### Task item
Using the entries that follow, count the lines containing the word "edict" and give that number by itself.
** Opening Material for this exercise block **
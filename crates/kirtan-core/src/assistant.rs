//! Gemini chat client.
//!
//! A [`ChatSession`] is an explicit caller-owned object: create it from a
//! [`GeminiClient`], call `send` per user turn, drop (or `dispose`) it to
//! tear the conversation down.  There is no process-wide singleton; the API
//! itself is stateless, so the session keeps the turn history locally and
//! replays it on every request.
//!
//! One attempt per user message — no retry, no backoff, no rate limiting.

use serde::{Deserialize, Serialize};
use thiserror::Error;
use tracing::{debug, warn};

/// Model every session is created against.
pub const GEMINI_MODEL: &str = "gemini-2.5-flash";

/// Environment variable carrying the API credential.  Its absence is a
/// recoverable condition, not a crash.
pub const API_KEY_ENV: &str = "GEMINI_API_KEY";

const API_BASE: &str = "https://generativelanguage.googleapis.com/v1beta/models";

/// Persona and factual limits, supplied once at session creation.
pub const SYSTEM_INSTRUCTION: &str = "\
You are a knowledgeable, respectful, and spiritual companion for a user listening to Live Gurbani from the Golden Temple (Darbar Sahib).
Your purpose is to answer questions about Sikhism, the history of the Gurus, the Golden Temple, and the meanings of common Gurbani concepts.
Keep your tone serene, respectful, and educational.
If asked about the specific shabad playing right now, politely explain that you cannot hear the live audio stream directly, but you can explain the general importance of the time of day (Amrit Vela, Rehras Sahib, etc.) or general Sikh concepts.
Concise answers are preferred as the user is listening to audio.";

// Fixed user-facing strings.  Every failure path resolves to one of these;
// no assistant error ever propagates past the chat surface.
pub const APOLOGY_NO_CREDENTIAL: &str =
    "I am currently unable to connect to the knowledge base. Please check your API key configuration.";
pub const FALLBACK_EMPTY_REPLY: &str = "I'm sorry, I didn't catch that.";
pub const FALLBACK_TRANSPORT: &str =
    "I'm having trouble connecting right now. Please try again later.";

#[derive(Debug, Error)]
pub enum AssistantError {
    #[error("{API_KEY_ENV} is not set")]
    MissingCredential,
    #[error("assistant request failed: {0}")]
    Transport(#[from] reqwest::Error),
    #[error("assistant returned HTTP {0}")]
    Status(reqwest::StatusCode),
    #[error("assistant reply was empty")]
    EmptyReply,
}

impl AssistantError {
    /// The fixed chat-bubble text shown for this failure.
    pub fn user_facing(&self) -> &'static str {
        match self {
            AssistantError::MissingCredential => APOLOGY_NO_CREDENTIAL,
            AssistantError::EmptyReply => FALLBACK_EMPTY_REPLY,
            AssistantError::Transport(_) | AssistantError::Status(_) => FALLBACK_TRANSPORT,
        }
    }
}

// ── wire types ────────────────────────────────────────────────────────────────

#[derive(Debug, Clone, Serialize, Deserialize)]
struct Part {
    text: String,
}

#[derive(Debug, Clone, Serialize, Deserialize)]
struct Content {
    role: String,
    parts: Vec<Part>,
}

impl Content {
    fn turn(role: &str, text: &str) -> Self {
        Self {
            role: role.to_string(),
            parts: vec![Part {
                text: text.to_string(),
            }],
        }
    }
}

#[derive(Debug, Serialize)]
struct SystemInstruction<'a> {
    parts: [PartRef<'a>; 1],
}

#[derive(Debug, Serialize)]
struct PartRef<'a> {
    text: &'a str,
}

#[derive(Debug, Serialize)]
struct GenerateRequest<'a> {
    system_instruction: SystemInstruction<'a>,
    contents: &'a [Content],
}

#[derive(Debug, Deserialize)]
struct GenerateResponse {
    #[serde(default)]
    candidates: Vec<Candidate>,
}

#[derive(Debug, Deserialize)]
struct Candidate {
    content: Option<Content>,
}

impl GenerateResponse {
    fn into_text(self) -> Option<String> {
        let content = self.candidates.into_iter().next()?.content?;
        let text = content
            .parts
            .into_iter()
            .map(|p| p.text)
            .collect::<Vec<_>>()
            .join("");
        if text.trim().is_empty() {
            None
        } else {
            Some(text)
        }
    }
}

// ── client / session ──────────────────────────────────────────────────────────

#[derive(Clone)]
pub struct GeminiClient {
    client: reqwest::Client,
    api_key: String,
    model: String,
}

impl GeminiClient {
    pub fn new(api_key: impl Into<String>, model: impl Into<String>) -> Self {
        Self {
            client: reqwest::Client::new(),
            api_key: api_key.into(),
            model: model.into(),
        }
    }

    /// Build a client from [`API_KEY_ENV`].
    pub fn from_env(model: impl Into<String>) -> Result<Self, AssistantError> {
        let api_key = std::env::var(API_KEY_ENV)
            .ok()
            .filter(|k| !k.trim().is_empty())
            .ok_or(AssistantError::MissingCredential)?;
        Ok(Self::new(api_key, model))
    }

    /// Create a fresh multi-turn session shaped by `system_instruction`.
    pub fn start_session(&self, system_instruction: impl Into<String>) -> ChatSession {
        ChatSession {
            client: self.clone(),
            system_instruction: system_instruction.into(),
            history: Vec::new(),
        }
    }

    fn endpoint(&self) -> String {
        format!("{}/{}:generateContent", API_BASE, self.model)
    }
}

/// Opaque, stateful handle to an ongoing exchange.  Reused for all turns;
/// never persisted across runs.
pub struct ChatSession {
    client: GeminiClient,
    system_instruction: String,
    history: Vec<Content>,
}

impl ChatSession {
    /// Forward one user message and return the model's reply text verbatim.
    ///
    /// On any failure the user turn is removed again, so the history never
    /// records a turn the service did not answer.
    pub async fn send(&mut self, message: &str) -> Result<String, AssistantError> {
        self.history.push(Content::turn("user", message));

        let result = self.request().await;
        match result {
            Ok(reply) => {
                self.history.push(Content::turn("model", &reply));
                debug!("assistant: {} turns in session", self.turns());
                Ok(reply)
            }
            Err(e) => {
                self.history.pop();
                warn!("assistant: send failed: {}", e);
                Err(e)
            }
        }
    }

    async fn request(&self) -> Result<String, AssistantError> {
        let body = GenerateRequest {
            system_instruction: SystemInstruction {
                parts: [PartRef {
                    text: &self.system_instruction,
                }],
            },
            contents: &self.history,
        };

        let response = self
            .client
            .client
            .post(self.client.endpoint())
            .query(&[("key", self.client.api_key.as_str())])
            .json(&body)
            .send()
            .await?;

        if !response.status().is_success() {
            return Err(AssistantError::Status(response.status()));
        }

        let parsed: GenerateResponse = response.json().await?;
        parsed.into_text().ok_or(AssistantError::EmptyReply)
    }

    /// Number of turns (user + model) recorded so far.
    pub fn turns(&self) -> usize {
        self.history.len()
    }

    /// Explicit teardown.  Dropping the session is equivalent; this exists
    /// so call sites can make the end of a conversation visible.
    pub fn dispose(self) {}
}

#[cfg(test)]
mod tests {
    use super::*;

    #[test]
    fn request_body_shape() {
        let history = vec![Content::turn("user", "What is Hukamnama?")];
        let body = GenerateRequest {
            system_instruction: SystemInstruction {
                parts: [PartRef { text: "persona" }],
            },
            contents: &history,
        };
        let json = serde_json::to_value(&body).unwrap();
        assert_eq!(json["system_instruction"]["parts"][0]["text"], "persona");
        assert_eq!(json["contents"][0]["role"], "user");
        assert_eq!(
            json["contents"][0]["parts"][0]["text"],
            "What is Hukamnama?"
        );
    }

    #[test]
    fn response_text_extraction() {
        let raw = r#"{
            "candidates": [
                { "content": { "role": "model", "parts": [
                    { "text": "The Hukamnama is " },
                    { "text": "the daily edict." }
                ] } }
            ]
        }"#;
        let parsed: GenerateResponse = serde_json::from_str(raw).unwrap();
        assert_eq!(
            parsed.into_text().unwrap(),
            "The Hukamnama is the daily edict."
        );
    }

    #[test]
    fn empty_candidates_mean_empty_reply() {
        let parsed: GenerateResponse = serde_json::from_str("{}").unwrap();
        assert!(parsed.into_text().is_none());

        let blank = r#"{"candidates":[{"content":{"role":"model","parts":[{"text":"  "}]}}]}"#;
        let parsed: GenerateResponse = serde_json::from_str(blank).unwrap();
        assert!(parsed.into_text().is_none());
    }

    #[test]
    fn from_env_without_credential_is_missing_credential() {
        // Single test for both triggers so the env var is never mutated
        // from two tests racing in parallel.
        std::env::remove_var(API_KEY_ENV);
        assert!(matches!(
            GeminiClient::from_env(GEMINI_MODEL),
            Err(AssistantError::MissingCredential)
        ));

        std::env::set_var(API_KEY_ENV, "   ");
        assert!(matches!(
            GeminiClient::from_env(GEMINI_MODEL),
            Err(AssistantError::MissingCredential)
        ));

        std::env::set_var(API_KEY_ENV, "test-key");
        assert!(GeminiClient::from_env(GEMINI_MODEL).is_ok());
        std::env::remove_var(API_KEY_ENV);
    }

    #[test]
    fn turns_counts_recorded_history() {
        let mut session = GeminiClient::new("k", "m").start_session("persona");
        assert_eq!(session.turns(), 0);
        session.history.push(Content::turn("user", "hello"));
        session.history.push(Content::turn("model", "sat sri akal"));
        assert_eq!(session.turns(), 2);
    }

    #[test]
    fn error_maps_to_fixed_strings() {
        assert_eq!(
            AssistantError::MissingCredential.user_facing(),
            APOLOGY_NO_CREDENTIAL
        );
        assert_eq!(AssistantError::EmptyReply.user_facing(), FALLBACK_EMPTY_REPLY);
    }
}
** Closing Material for this exercise block **
### Answer box
2